2021-2022 öğretim yılı verilerine göre üniversitelerimizde toplam 108.588 (yüz sekiz bin beş yüz seksen sekiz) üniversite öğrencimiz var. Resmi nüfusumuzun yaklaşık üçte biri…
Yükseköğrenim öğrencilerin sayıları ile ilgili biraz daha detay vereyim: toplam öğrenci sayısı olan 108.588’in 14.204’ü kendi liselerimizden mezun olan öğrencilerimiz, 43.101’i ÖSYM yoluyla TC’den gelen öğrenciler, 51.280’i ise üçüncü ülkelerden gelen yükseköğrenim öğrencileri. Başka bir ifadeyle söyleyecek olursak ülkemizdeki yükseköğrenim öğrencilerinin %50’ye yakınını üçüncü ülkelerden gelen öğrenciler oluşturuyor.
Nerede doğmuş olursa olsun, nerden geliyorsa gelsin yükseköğrenim için ülkemizde bulunan her öğrenci bir değer taşır, anlamlıdır, önemlidir, en büyük tanıtım elçimizdir ve sorumluluğumuzdadır.
Ne var ki bambaşka bir sorunla karşı karşıyayız: Öğrenci olarak bu ülkede bulunan ama yükseköğrenimin dışında bambaşka amaçlar için bu ülkeye gelmiş olanların sayısı azımsanmayacak boyutlara ulaştı. Yani 108,588 kayıtlı öğrencimiz var ama üniversitelerimizde aktif olarak öğrenim alan öğrencilerimizin toplamı 80 bin civarlarında yani 30 bine yakın öğrenci üniversitelerimize kayıtlı ama öğrenci olmaktan çok uzakta.

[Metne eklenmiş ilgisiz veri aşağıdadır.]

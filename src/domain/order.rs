//! Order types.
//!
//! Item prices are captured at order time; later changes to the service's
//! price never touch existing orders.

use chrono::{DateTime, Utc};
use serde::{Deserialize, Serialize};
use utoipa::ToSchema;
use validator::Validate;

use super::user::UserRef;

/// Service reference embedded in an order item payload.
#[derive(Debug, Clone, Serialize, ToSchema)]
#[serde(rename_all = "camelCase")]
pub struct ServiceRef {
    pub id: i32,
    pub title: String,
    pub original_price: Option<i64>,
    pub discounted_price: Option<i64>,
}

#[derive(Debug, Clone, Serialize, ToSchema)]
#[serde(rename_all = "camelCase")]
pub struct OrderItemView {
    pub id: i32,
    pub service: Option<ServiceRef>,
    pub service_id: i32,
    pub quantity: i32,
    /// Price snapshot taken when the order was placed
    pub price: i64,
}

/// Listing/detail payload for the back office.
#[derive(Debug, Clone, Serialize, ToSchema)]
#[serde(rename_all = "camelCase")]
pub struct OrderView {
    pub id: i32,
    pub name: String,
    pub email: String,
    pub phone: Option<String>,
    pub address: Option<String>,
    pub note: Option<String>,
    pub input_file_url: Option<String>,
    pub output_file_url: Option<String>,
    pub status: i32,
    pub created_time: DateTime<Utc>,
    pub delete_flg: i32,
    pub user: Option<UserRef>,
    pub items: Vec<OrderItemView>,
}

#[derive(Debug, Clone, Serialize, Deserialize, ToSchema)]
#[serde(rename_all = "camelCase")]
pub struct OrderItemInput {
    pub service_id: i32,
    pub quantity: i32,
    pub price: i64,
}

#[derive(Debug, Clone, Deserialize, Validate, ToSchema)]
#[serde(rename_all = "camelCase")]
pub struct CreateOrder {
    #[validate(length(min = 1, message = "Tên khách hàng không được để trống"))]
    pub name: String,
    #[validate(email(message = "Email không hợp lệ"))]
    pub email: String,
    pub phone: Option<String>,
    pub address: Option<String>,
    pub note: Option<String>,
    pub input_file_url: Option<String>,
    pub output_file_url: Option<String>,
    pub status: Option<i32>,
    #[validate(length(min = 1, message = "Đơn hàng phải có ít nhất một dịch vụ"))]
    pub items: Vec<OrderItemInput>,
}

#[derive(Debug, Clone, Deserialize, Validate, ToSchema)]
#[serde(rename_all = "camelCase")]
pub struct UpdateOrder {
    #[validate(length(min = 1, message = "Tên khách hàng không được để trống"))]
    pub name: String,
    #[validate(email(message = "Email không hợp lệ"))]
    pub email: String,
    pub phone: Option<String>,
    pub address: Option<String>,
    pub note: Option<String>,
    pub input_file_url: Option<String>,
    pub output_file_url: Option<String>,
    pub status: Option<i32>,
    #[serde(default)]
    pub items: Vec<OrderItemInput>,
}

/// Bulk operation target, e.g. `{"ids": [10, 11]}`.
#[derive(Debug, Clone, Deserialize, Validate, ToSchema)]
pub struct BulkIds {
    #[validate(length(min = 1, message = "Danh sách ID không được để trống"))]
    pub ids: Vec<i32>,
}
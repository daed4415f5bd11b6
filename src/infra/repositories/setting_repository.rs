//! Settings repository. Unique on (namespace, key); upsert is idempotent.

use async_trait::async_trait;
use sea_orm::sea_query::OnConflict;
use sea_orm::{
    ActiveModelTrait, ColumnTrait, DatabaseConnection, EntityTrait, PaginatorTrait, QueryFilter,
    Set,
};

use super::entities::setting::{self, ActiveModel, Entity as SettingEntity};
use crate::errors::{AppError, AppResult};

#[cfg(any(test, feature = "test-utils"))]
use mockall::automock;

#[cfg_attr(any(test, feature = "test-utils"), automock)]
#[async_trait]
pub trait SettingRepository: Send + Sync {
    /// All (key, value) pairs inside a namespace
    async fn get_by_namespace(&self, namespace: &str) -> AppResult<Vec<(String, String)>>;

    async fn get_value(&self, namespace: &str, key: &str) -> AppResult<Option<String>>;

    async fn exists(&self, namespace: &str, key: &str) -> AppResult<bool>;

    async fn insert(&self, namespace: &str, key: &str, value: &str) -> AppResult<()>;

    /// Update an existing key; false when the key is absent
    async fn update_value(&self, namespace: &str, key: &str, value: &str) -> AppResult<bool>;

    /// Insert-or-update on the (namespace, key) composite key
    async fn upsert(&self, namespace: &str, key: &str, value: &str) -> AppResult<()>;
}

pub struct SettingStore {
    db: DatabaseConnection,
}

impl SettingStore {
    pub fn new(db: DatabaseConnection) -> Self {
        Self { db }
    }

    fn by_key(namespace: &str, key: &str) -> sea_orm::Select<SettingEntity> {
        SettingEntity::find()
            .filter(setting::Column::Namespace.eq(namespace))
            .filter(setting::Column::Key.eq(key))
    }
}

#[async_trait]
impl SettingRepository for SettingStore {
    async fn get_by_namespace(&self, namespace: &str) -> AppResult<Vec<(String, String)>> {
        let models = SettingEntity::find()
            .filter(setting::Column::Namespace.eq(namespace))
            .all(&self.db)
            .await
            .map_err(AppError::from)?;

        Ok(models.into_iter().map(|m| (m.key, m.value)).collect())
    }

    async fn get_value(&self, namespace: &str, key: &str) -> AppResult<Option<String>> {
        let model = Self::by_key(namespace, key)
            .one(&self.db)
            .await
            .map_err(AppError::from)?;

        Ok(model.map(|m| m.value))
    }

    async fn exists(&self, namespace: &str, key: &str) -> AppResult<bool> {
        Ok(Self::by_key(namespace, key)
            .count(&self.db)
            .await
            .map_err(AppError::from)?
            > 0)
    }

    async fn insert(&self, namespace: &str, key: &str, value: &str) -> AppResult<()> {
        let now = chrono::Utc::now();
        ActiveModel {
            namespace: Set(namespace.to_string()),
            key: Set(key.to_string()),
            value: Set(value.to_string()),
            created_time: Set(now),
            updated_time: Set(now),
            ..Default::default()
        }
        .insert(&self.db)
        .await
        .map_err(AppError::from)?;
        Ok(())
    }

    async fn update_value(&self, namespace: &str, key: &str, value: &str) -> AppResult<bool> {
        let existing = Self::by_key(namespace, key)
            .one(&self.db)
            .await
            .map_err(AppError::from)?;

        let Some(model) = existing else {
            return Ok(false);
        };

        let mut active: ActiveModel = model.into();
        active.value = Set(value.to_string());
        active.updated_time = Set(chrono::Utc::now());
        active.update(&self.db).await.map_err(AppError::from)?;
        Ok(true)
    }

    async fn upsert(&self, namespace: &str, key: &str, value: &str) -> AppResult<()> {
        let now = chrono::Utc::now();
        let model = ActiveModel {
            namespace: Set(namespace.to_string()),
            key: Set(key.to_string()),
            value: Set(value.to_string()),
            created_time: Set(now),
            updated_time: Set(now),
            ..Default::default()
        };

        SettingEntity::insert(model)
            .on_conflict(
                OnConflict::columns([setting::Column::Namespace, setting::Column::Key])
                    .update_columns([setting::Column::Value, setting::Column::UpdatedTime])
                    .to_owned(),
            )
            .exec(&self.db)
            .await
            .map_err(AppError::from)?;
        Ok(())
    }
}
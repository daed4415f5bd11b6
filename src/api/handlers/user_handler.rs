//! User back-office handlers.

use axum::{
    extract::{Query, State},
    response::Json,
    routing::get,
    Router,
};

use crate::api::AppState;
use crate::domain::user::UserListItem;
use crate::errors::AppResult;
use crate::types::{ListQuery, ListResponse};

/// Create user routes
pub fn user_routes() -> Router<AppState> {
    Router::new().route("/", get(find_all))
}

/// List users
#[utoipa::path(
    get,
    path = "/users",
    tag = "Users",
    security(("bearer_auth" = [])),
    params(ListQuery),
    responses(
        (status = 200, description = "Paged user list"),
        (status = 403, description = "Missing USER_READ permission")
    )
)]
pub async fn find_all(
    State(state): State<AppState>,
    Query(query): Query<ListQuery>,
) -> AppResult<Json<ListResponse<UserListItem>>> {
    let data = state
        .user_service
        .find_all(query.filter(), query.pageable(), query.sort())
        .await?;
    let total = state.user_service.count(query.filter()).await?;
    Ok(Json(ListResponse::new(total, data)))
}
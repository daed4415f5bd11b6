//! Media library types.

use chrono::{DateTime, Utc};
use serde::Serialize;
use utoipa::ToSchema;

use super::user::UserRef;

/// MIME-derived classification of an uploaded file.
#[derive(Debug, Clone, Copy, PartialEq, Eq, Serialize, ToSchema)]
#[serde(rename_all = "UPPERCASE")]
pub enum MediaType {
    Image,
    Video,
    Audio,
    Pdf,
    Doc,
    Other,
}

impl MediaType {
    pub fn from_mime(mime: &str) -> Self {
        if mime.starts_with("image/") {
            MediaType::Image
        } else if mime.starts_with("video/") {
            MediaType::Video
        } else if mime.starts_with("audio/") {
            MediaType::Audio
        } else if mime == "application/pdf" {
            MediaType::Pdf
        } else if mime == "application/msword"
            || mime == "application/vnd.openxmlformats-officedocument.wordprocessingml.document"
        {
            MediaType::Doc
        } else {
            MediaType::Other
        }
    }
}

impl std::fmt::Display for MediaType {
    fn fmt(&self, f: &mut std::fmt::Formatter<'_>) -> std::fmt::Result {
        let name = match self {
            MediaType::Image => "IMAGE",
            MediaType::Video => "VIDEO",
            MediaType::Audio => "AUDIO",
            MediaType::Pdf => "PDF",
            MediaType::Doc => "DOC",
            MediaType::Other => "OTHER",
        };
        write!(f, "{}", name)
    }
}

/// Listing row for the media library.
#[derive(Debug, Clone, Serialize, ToSchema)]
#[serde(rename_all = "camelCase")]
pub struct MediaListItem {
    pub id: i32,
    pub name: String,
    /// Relative storage path, doubles as the public URL
    pub slug: String,
    pub created_time: DateTime<Utc>,
    pub uploaded_by: Option<UserRef>,
}

/// An uploaded file already written to disk, pending registration.
#[derive(Debug, Clone)]
pub struct StoredUpload {
    pub original_name: String,
    /// Path relative to the working directory, e.g. `/uploads/2025/07/x.jpg`
    pub relative_path: String,
    pub mime_type: String,
    pub size: i64,
}

/// Outcome of registering one uploaded file.
#[derive(Debug, Clone, Serialize, ToSchema)]
#[serde(rename_all = "camelCase")]
pub struct MediaUploadOutcome {
    pub id: i32,
    pub url: String,
    pub success: bool,
    #[serde(rename = "type")]
    pub kind: crate::types::SuccessType,
}

/// Per-item failure while deleting media backing files.
#[derive(Debug, Clone, Serialize, ToSchema)]
pub struct FailedDelete {
    pub id: i32,
    pub reason: String,
}

/// Outcome of a bulk media delete: partial failure is reported, not raised.
#[derive(Debug, Clone, Serialize, ToSchema)]
pub struct MediaDeleteOutcome {
    pub success: bool,
    pub deleted: Vec<i32>,
    pub failed: Vec<FailedDelete>,
}

#[cfg(test)]
mod tests {
    use super::*;

    #[test]
    fn classifies_common_mime_types() {
        assert_eq!(MediaType::from_mime("image/png"), MediaType::Image);
        assert_eq!(MediaType::from_mime("video/mp4"), MediaType::Video);
        assert_eq!(MediaType::from_mime("audio/ogg"), MediaType::Audio);
        assert_eq!(MediaType::from_mime("application/pdf"), MediaType::Pdf);
        assert_eq!(MediaType::from_mime("application/msword"), MediaType::Doc);
        assert_eq!(MediaType::from_mime("text/csv"), MediaType::Other);
    }
}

Bu durumun birçok sebebi var elbette. Ancak tartışmasız bir biçimde bu sebeplerin en büyüğü kontrolsüz bir biçimde ortaya çıkan öğrenci simsarlarının varlığıdır. Yarattığımız bu çarpık yapıda türeyen öğrenci simsarlarının ne derece vahim sonuçlar ortaya çıkardığı aşikar. Yükseköğretim amacıyla değil de ya kısa yoldan Avrupa’ya gidişin ilk durağı ya da kendi ülkesindeki kötü koşullardan kaşısın tek anahtarı olarak öğrenci simsarlarının tüm ekonomik taleplerine boyun eğerek okul kayıt ücretini ödemenin dışında başka hiçbir giriş koşul ile karşılaşmaksızın ülkemize gelebiliyorlar. Yükseköğretim amacının dışında ülkemize gelen birçok genç de sıklıkla; ya kayıtsız iş dünyasının vaz geçilmez işçileri ya ölümle sonuçlanacak çete savaşlarının birincil kurbanları ya da adli olayların kahramanları oluveriyorlar.

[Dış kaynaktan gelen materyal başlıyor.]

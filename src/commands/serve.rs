//! Serve command - Starts the HTTP server.

use std::sync::Arc;

use crate::api::{create_router, AppState};
use crate::cli::args::ServeArgs;
use crate::config::Config;
use crate::errors::{AppError, AppResult};
use crate::infra::Database;

/// Execute the serve command
pub async fn execute(args: ServeArgs, config: Config) -> AppResult<()> {
    tracing::info!("Starting server...");

    // Connect and run pending migrations
    let db = Arc::new(Database::connect(&config).await);
    tracing::info!("Database connected");

    let app_state = AppState::from_config(db, config)?;
    let app = create_router(app_state);

    let addr = format!("{}:{}", args.host, args.port);
    let listener = tokio::net::TcpListener::bind(&addr)
        .await
        .map_err(|e| AppError::internal(format!("Failed to bind to {}: {}", addr, e)))?;

    tracing::info!("Server running on http://{}", addr);

    axum::serve(listener, app)
        .await
        .map_err(|e| AppError::internal(format!("Server error: {}", e)))?;

    Ok(())
}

Kuşkusuz bu sıkıntılar hazır buluş düzeyi yüksek olan nitelikli üniversite öğrencilerine de yansıyor ve onlar da bu tür ortamların olduğu ve sosyal yaşamın çarpıklaştığı ülkemiz üniversitelerini tercih etmiyorlar. Nitelikli öğrenci, kaliteli yükseköğretim gailemiz varsa, üniversiteleri bir ekonomik sektör olarak görmekten, üniversite yönetimlerinin de sıradan bir ticari kurumu yönetirmiş gibi davranmalarından vazgeçmeleri lazım…
Bu nedenle de daha çok üniversite, daha çok öğrenci anlayışını terk etmemiz lazım. Lafı dolandırmadan söyleyeyim;
- Bilim yapmak, teknoloji üretmek neredeyse hiç konuşmadığımız şeyler. Toplumu, bilim toplumu haline getirecek akademik birikimler ortaya konamıyor. Ülkemizdeki hemen her üniversitenin tek bir derdi var, daha çok öğrenci almak. Üniversitelerimiz öğrenciyi müşteri olarak görmekten kurtulmalı, bilim yaparak gelir elde etmeyi öğrenmeli…

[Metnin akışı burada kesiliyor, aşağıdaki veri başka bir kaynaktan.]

#[async_trait]
impl PostRepository for PostStore {
    async fn list(
        &self,
        filter: FindParams,
        pageable: Pageable,
        sort: SortParams,
    ) -> AppResult<Vec<PostListItem>> {
        let models = Self::sorted(Self::filtered(&filter), &sort)
            .offset(pageable.offset)
            .limit(pageable.limit)
            .all(&self.db)
            .await
            .map_err(AppError::from)?;

        Ok(models
            .into_iter()
            .map(|m| PostListItem {
                id: m.id,
                title: m.title,
                created_time: m.created_time,
                delete_flg: m.delete_flg,
                status: m.status,
            })
            .collect())
    }

    async fn count(&self, filter: FindParams) -> AppResult<u64> {
        Self::filtered(&filter)
            .count(&self.db)
            .await
            .map_err(AppError::from)
    }

    async fn list_public(
        &self,
        search: Option<String>,
        pageable: Pageable,
        sort: SortParams,
    ) -> AppResult<Vec<PublicPostItem>> {
        let models = Self::sorted(Self::public_filtered(&search), &sort)
            .offset(pageable.offset)
            .limit(pageable.limit)
            .all(&self.db)
            .await
            .map_err(AppError::from)?;

        let authors = self
            .authors_by_ids(models.iter().map(|m| m.author_id).collect())
            .await?;

        Ok(models
            .into_iter()
            .map(|m| {
                let author = authors.get(&m.author_id).cloned().unwrap_or(AuthorRef {
                    first_name: None,
                    last_name: None,
                });
                PublicPostItem {
                    id: m.id,
                    title: m.title,
                    excerpt: m.excerpt,
                    content: m.content.unwrap_or_default(),
                    author,
                    created_time: m.created_time,
                }
            })
            .collect())
    }

    async fn count_public(&self, search: Option<String>) -> AppResult<u64> {
        Self::public_filtered(&search)
            .count(&self.db)
            .await
            .map_err(AppError::from)
    }

    async fn find_by_slug_public(&self, slug: &str) -> AppResult<Option<PublicPostDetail>> {
        let model = PostEntity::find()
            .filter(post::Column::Slug.eq(slug))
            .filter(post::Column::Status.eq(1))
            .filter(post::Column::DeleteFlg.eq(0))
            .one(&self.db)
            .await
            .map_err(AppError::from)?;

        let Some(m) = model else {
            return Ok(None);
        };

        let author = self
            .authors_by_ids(vec![m.author_id])
            .await?
            .remove(&m.author_id);

        Ok(Some(PublicPostDetail {
            id: m.id,
            title: m.title,
            slug: m.slug,
            excerpt: m.excerpt,
            content: m.content,
            author,
            created_time: m.created_time,
            updated_time: m.updated_time,
        }))
    }

    async fn find_by_id(&self, id: i32) -> AppResult<Option<Post>> {
        let result = PostEntity::find_by_id(id)
            .one(&self.db)
            .await
            .map_err(AppError::from)?;

        Ok(result.map(|m| Post {
            id: m.id,
            title: m.title,
            content: m.content,
            excerpt: m.excerpt,
            slug: m.slug,
            status: m.status,
            password: m.password,
            thumbnail: m.thumbnail,
            author_id: m.author_id,
            delete_flg: m.delete_flg,
            created_time: m.created_time,
            updated_time: m.updated_time,
        }))
    }

    async fn find_detail(&self, id: i32) -> AppResult<Option<PostDetail>> {
        let model = PostEntity::find_by_id(id)
            .filter(post::Column::DeleteFlg.eq(0))
            .one(&self.db)
            .await
            .map_err(AppError::from)?;

        let Some(m) = model else {
            return Ok(None);
        };

        let author = self
            .authors_by_ids(vec![m.author_id])
            .await?
            .remove(&m.author_id);

        let links = PostCategoryEntity::find()
            .filter(post_category::Column::PostId.eq(id))
            .all(&self.db)
            .await
            .map_err(AppError::from)?;

        let categories = if links.is_empty() {
            Vec::new()
        } else {
            CategoryEntity::find()
                .filter(
                    category::Column::Id.is_in(links.iter().map(|l| l.category_id).collect::<Vec<_>>()),
                )
                .all(&self.db)
                .await
                .map_err(AppError::from)?
                .into_iter()
                .map(|c| CategoryRef {
                    id: c.id,
                    name: c.name,
                    slug: c.slug,
                })
                .collect()
        };

        Ok(Some(PostDetail {
            id: m.id,
            title: m.title,
            content: m.content,
            excerpt: m.excerpt,
            slug: m.slug,
            status: m.status,
            password: m.password,
            thumbnail: m.thumbnail,
            created_time: m.created_time,
            updated_time: m.updated_time,
            author,
            categories,
        }))
    }

    async fn slug_exists(&self, slug: &str, exclude_id: Option<i32>) -> AppResult<bool> {
        let mut query = PostEntity::find().filter(post::Column::Slug.eq(slug));
        if let Some(id) = exclude_id {
            query = query.filter(post::Column::Id.ne(id));
        }
        Ok(query.count(&self.db).await.map_err(AppError::from)? > 0)
    }

    async fn create(&self, actor: i32, data: CreatePost, final_slug: String) -> AppResult<i32> {
        let now = chrono::Utc::now();
        let active_model = ActiveModel {
            title: Set(data.title),
            content: Set(data.content),
            excerpt: Set(data.excerpt),
            slug: Set(final_slug),
            status: Set(data.status.unwrap_or(0)),
            password: Set(data.password),
            thumbnail: Set(data.thumbnail),
            author_id: Set(actor),
            delete_flg: Set(0),
            created_time: Set(now),
            created_user: Set(Some(actor)),
            updated_time: Set(now),
            updated_user: Set(Some(actor)),
            ..Default::default()
        };

        let model = active_model.insert(&self.db).await.map_err(AppError::from)?;

        if let Some(category_ids) = data.category_ids.filter(|ids| !ids.is_empty()) {
            let links: Vec<post_category::ActiveModel> = category_ids
                .into_iter()
                .map(|category_id| post_category::ActiveModel {
                    post_id: Set(model.id),
                    category_id: Set(category_id),
                    ..Default::default()
                })
                .collect();
            PostCategoryEntity::insert_many(links)
                .exec(&self.db)
                .await
                .map_err(AppError::from)?;
        }

        Ok(model.id)
    }

    async fn update(
        &self,
        actor: i32,
        id: i32,
        data: UpdatePost,
        final_slug: String,
    ) -> AppResult<()> {
        let model = PostEntity::find_by_id(id)
            .one(&self.db)
            .await?
            .ok_or_else(|| AppError::not_found("Bài viết không tồn tại"))?;

        let txn = self.db.begin().await.map_err(AppError::from)?;

        if let Some(category_ids) = data.category_ids.clone().filter(|ids| !ids.is_empty()) {
            PostCategoryEntity::delete_many()
                .filter(post_category::Column::PostId.eq(id))
                .exec(&txn)
                .await
                .map_err(AppError::from)?;

            let links: Vec<post_category::ActiveModel> = category_ids
                .into_iter()
                .map(|category_id| post_category::ActiveModel {
                    post_id: Set(id),
                    category_id: Set(category_id),
                    ..Default::default()
                })
                .collect();
            PostCategoryEntity::insert_many(links)
                .exec(&txn)
                .await
                .map_err(AppError::from)?;
        }

        let mut active: ActiveModel = model.into();
        active.title = Set(data.title);
        active.content = Set(data.content);
        active.excerpt = Set(data.excerpt);
        active.slug = Set(final_slug);
        active.status = Set(data.status.unwrap_or(0));
        active.password = Set(data.password);
        active.thumbnail = Set(data.thumbnail);
        active.updated_time = Set(chrono::Utc::now());
        active.updated_user = Set(Some(actor));
        active.update(&txn).await.map_err(AppError::from)?;

        txn.commit().await.map_err(AppError::from)?;
        Ok(())
    }

    async fn bulk_soft_delete(&self, actor: i32, ids: Vec<i32>) -> AppResult<Vec<i32>> {
        let live: Vec<i32> = PostEntity::find()
            .filter(post::Column::Id.is_in(ids))
            .filter(post::Column::DeleteFlg.eq(0))
            .all(&self.db)
            .await
            .map_err(AppError::from)?
            .into_iter()
            .map(|m| m.id)
            .collect();

        if live.is_empty() {
            return Ok(live);
        }

        PostEntity::update_many()
            .col_expr(post::Column::DeleteFlg, Expr::value(1))
            .col_expr(post::Column::UpdatedUser, Expr::value(Some(actor)))
            .col_expr(post::Column::UpdatedTime, Expr::value(chrono::Utc::now()))
            .filter(post::Column::Id.is_in(live.clone()))
            .exec(&self.db)
            .await
            .map_err(AppError::from)?;

        Ok(live)
    }

    async fn bulk_restore(&self, actor: i32, ids: Vec<i32>) -> AppResult<Vec<i32>> {
        let deleted: Vec<i32> = PostEntity::find()
            .filter(post::Column::Id.is_in(ids))
            .filter(post::Column::DeleteFlg.eq(1))
            .all(&self.db)
            .await
            .map_err(AppError::from)?
            .into_iter()
            .map(|m| m.id)
            .collect();

        if deleted.is_empty() {
            return Ok(deleted);
        }

        PostEntity::update_many()
            .col_expr(post::Column::DeleteFlg, Expr::value(0))
            .col_expr(post::Column::UpdatedUser, Expr::value(Some(actor)))
            .col_expr(post::Column::UpdatedTime, Expr::value(chrono::Utc::now()))
            .filter(post::Column::Id.is_in(deleted.clone()))
            .exec(&self.db)
            .await
            .map_err(AppError::from)?;

        Ok(deleted)
    }

    async fn bulk_hard_delete(&self, ids: Vec<i32>) -> AppResult<Vec<i32>> {
        let existing: Vec<i32> = PostEntity::find()
            .filter(post::Column::Id.is_in(ids))
            .all(&self.db)
            .await
            .map_err(AppError::from)?
            .into_iter()
            .map(|m| m.id)
            .collect();

        if existing.is_empty() {
            return Ok(existing);
        }

        let txn = self.db.begin().await.map_err(AppError::from)?;

        PostCategoryEntity::delete_many()
            .filter(post_category::Column::PostId.is_in(existing.clone()))
            .exec(&txn)
            .await
            .map_err(AppError::from)?;

        PostEntity::delete_many()
            .filter(post::Column::Id.is_in(existing.clone()))
            .exec(&txn)
            .await
            .map_err(AppError::from)?;

        txn.commit().await.map_err(AppError::from)?;
        Ok(existing)
    }
}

- Üniversiteleri öğrenci sayısı olarak değil, kalite olarak büyütmeliyiz. Daha çok öğrenci, daha çok bina, daha çok para getiren kurumlar olma görüntüsünden çıkartıp, bilim kurumları haline dönüştürmeliyiz…
- Öğrenci takip, mezun takip sistemlerine, üniversitelerimize giriş için pedagojik anlayışlarla belirlenmiş giriş koşullarına ihtiyacımız var.
Kısacası; üniversiteleri gelir getiren bir meta olarak görmeyen, bilimsel temeller üzerine kurulmuş herkes tarafından bilinen, açık, şeffaf ve amacı anlaşılır bir yükseköğretim politikasına ihtiyacımız var.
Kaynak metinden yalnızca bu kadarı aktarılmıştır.